VaultLink faces a **differential synchronization** challenge: users edit Obsidian vaults with various editors (Obsidian desktop, Obsidian mobile, Vim, VS Code, or any text editor), often while offline. This means we only observe the **final state** of each document after editing, not the individual keystrokes or operations that produced it.
**The fundamental problem**:
- **CRDTs and traditional OT** require capturing every individual operation (each character insertion, deletion, cursor movement)

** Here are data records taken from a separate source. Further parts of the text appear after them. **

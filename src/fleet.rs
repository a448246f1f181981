//! Truck selection from a fleet and multi-truck convoy planning.

use std::cmp::Ordering;
use std::collections::HashSet;

use serde::{Deserialize, Serialize};
use tracing::info;
use utoipa::ToSchema;

use crate::model::{Container, Shipment, ShipmentId};
use crate::packing::{PackingConfig, PlacementResult, pack_with_config};
use crate::types::Dimensional;

/// A truck type available for loading.
#[derive(Clone, Debug, PartialEq, Serialize, Deserialize, ToSchema)]
pub struct TruckProfile {
    pub name: String,
    pub container: Container,
}

impl TruckProfile {
    pub fn new(name: impl Into<String>, container: Container) -> Self {
        Self {
            name: name.into(),
            container,
        }
    }
}

/// Name, length, width, height (ft) and payload (lb) of the standard fleet.
const STANDARD_FLEET: [(&str, f64, f64, f64, f64); 4] = [
    ("Cargo van", 12.0, 5.5, 5.0, 3_500.0),
    ("26 ft box truck", 26.0, 8.0, 8.0, 10_000.0),
    ("48 ft dry van", 48.0, 8.5, 9.0, 43_000.0),
    ("53 ft dry van", 53.0, 8.5, 9.0, 45_000.0),
];

/// Standard truck profiles used when the caller supplies no fleet.
pub fn default_fleet() -> Vec<TruckProfile> {
    STANDARD_FLEET
        .iter()
        .filter_map(|&(name, length, width, height, max_weight)| {
            Container::new(length, width, height, max_weight)
                .ok()
                .map(|container| TruckProfile::new(name, container))
        })
        .collect()
}

/// The truck chosen for a queue and the packing that justified the choice.
#[derive(Clone, Debug, PartialEq, Serialize, ToSchema)]
pub struct TruckSelection {
    pub truck: TruckProfile,
    pub placement: PlacementResult,
}

/// Orders profiles by volume, then by payload (smallest first).
fn by_size(a: &TruckProfile, b: &TruckProfile) -> Ordering {
    a.container
        .volume()
        .partial_cmp(&b.container.volume())
        .unwrap_or(Ordering::Equal)
        .then_with(|| {
            a.container
                .max_weight()
                .partial_cmp(&b.container.max_weight())
                .unwrap_or(Ordering::Equal)
        })
}

/// Picks the smallest truck that takes the whole queue within its weight capacity.
///
/// # Returns
/// `None` if no profile in the fleet can take every shipment
pub fn select_truck(
    fleet: &[TruckProfile],
    shipments: &[Shipment],
    config: PackingConfig,
) -> Option<TruckSelection> {
    let mut candidates: Vec<&TruckProfile> = fleet.iter().collect();
    candidates.sort_by(|a, b| by_size(a, b));

    candidates.into_iter().find_map(|truck| {
        let placement = pack_with_config(&truck.container, shipments, config);
        (placement.is_complete() && !placement.over_capacity).then(|| TruckSelection {
            truck: truck.clone(),
            placement,
        })
    })
}

/// Why a shipment can never ride in a truck of the convoy's profile.
#[derive(Clone, Copy, Debug, PartialEq, Eq, Serialize, ToSchema)]
#[serde(rename_all = "snake_case")]
pub enum UnloadableReason {
    DimensionsExceedTruck,
    TooHeavyForTruck,
}

#[derive(Clone, Copy, Debug, PartialEq, Serialize, ToSchema)]
pub struct UnloadableShipment {
    pub shipment_id: ShipmentId,
    pub reason: UnloadableReason,
}

/// Loads of several trucks of the same profile.
#[derive(Clone, Debug, PartialEq, Serialize, ToSchema)]
pub struct Convoy {
    pub truck: TruckProfile,
    /// One packing per truck; each lists only the shipments offered to that truck.
    pub loads: Vec<PlacementResult>,
    pub unloadable: Vec<UnloadableShipment>,
    /// Shipments left over once the truck limit was reached, in queue order.
    pub remaining: Vec<ShipmentId>,
}

impl Convoy {
    pub fn truck_count(&self) -> usize {
        self.loads.len()
    }
}

/// Spreads a queue over up to `max_trucks` trucks of one profile.
///
/// Each truck takes the longest queue prefix that stays within its weight
/// capacity; shipments it rejected are offered to the next truck, keeping
/// their relative order. Shipments that exceed the truck on an axis or in
/// weight are set aside up front.
pub fn plan_convoy(
    truck: &TruckProfile,
    shipments: &[Shipment],
    config: PackingConfig,
    max_trucks: usize,
) -> Convoy {
    let container = truck.container;
    let mut unloadable = Vec::new();
    let mut queue: Vec<Shipment> = Vec::with_capacity(shipments.len());

    for shipment in shipments {
        if !shipment
            .dimensions()
            .fits_within(&container.dimensions(), config.tolerance())
        {
            unloadable.push(UnloadableShipment {
                shipment_id: shipment.id,
                reason: UnloadableReason::DimensionsExceedTruck,
            });
        } else if shipment.weight > container.max_weight() {
            unloadable.push(UnloadableShipment {
                shipment_id: shipment.id,
                reason: UnloadableReason::TooHeavyForTruck,
            });
        } else {
            queue.push(shipment.clone());
        }
    }

    let mut loads = Vec::new();
    while !queue.is_empty() && loads.len() < max_trucks {
        let trial = pack_with_config(&container, &queue, config);
        let cut = weight_cut(&trial);
        let placement = pack_with_config(&container, &queue[..cut], config);
        if placement.placed_count() == 0 {
            break;
        }

        let loaded: HashSet<ShipmentId> = placement
            .items
            .iter()
            .filter(|item| item.fits())
            .map(|item| item.shipment_id)
            .collect();
        queue.retain(|shipment| !loaded.contains(&shipment.id));
        loads.push(placement);
    }

    let remaining: Vec<ShipmentId> = queue.iter().map(|shipment| shipment.id).collect();
    info!(
        truck = %truck.name,
        trucks = loads.len(),
        unloadable = unloadable.len(),
        remaining = remaining.len(),
        "convoy planned"
    );

    Convoy {
        truck: truck.clone(),
        loads,
        unloadable,
        remaining,
    }
}

/// Length of the queue prefix whose placed weight stays within capacity.
///
/// Shelf packing of a prefix places its items exactly as packing the whole
/// queue does, so the trial result is valid for the prefix.
fn weight_cut(trial: &PlacementResult) -> usize {
    let max_weight = trial.container.max_weight();
    let mut loaded = 0.0;
    for (idx, item) in trial.items.iter().enumerate() {
        if !item.fits() {
            continue;
        }
        if loaded + item.weight > max_weight {
            return idx;
        }
        loaded += item.weight;
    }
    trial.items.len()
}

- **VaultLink's reality**: Users edit files with arbitrary tools, sync happens after the fact
- **What we know**: Parent version and two modified versions
- **What we don't know**: The sequence of operations that created those modifications
**Why reconcile-text wins for this use case**:
1. **Works with end states only**: reconcile-text performs conflict-free 3-way merging given just parent, left, and right versions—no operation history needed
2. **Editor-agnostic**: Users can edit with any tool without requiring VaultLink-specific plugins or operation tracking
3. **Offline-first**: Edits made while disconnected are merged cleanly when sync resumes, because we're diffing final states rather than replaying operations
4. **No conflict markers**: Unlike Git merge, produces clean merged output without `<<<<<<<` markers that interrupt note-taking flow
5. **Human text forgiveness**: For knowledge bases and documentation, a slightly imperfect merge (e.g., minor word order issues) is vastly preferable to manual conflict resolution
6. **Simpler infrastructure**: No need for complex operation capture, transformation logs, or tombstone management that CRDTs require
**The tradeoff**:
CRDTs excel when you control the entire editing infrastructure and can capture every operation. reconcile-text excels when you're synchronizing independently-edited files—exactly VaultLink's scenario. The merge quality depends on Myers' diff algorithm rather than operation history, which is the correct tradeoff for differential sync.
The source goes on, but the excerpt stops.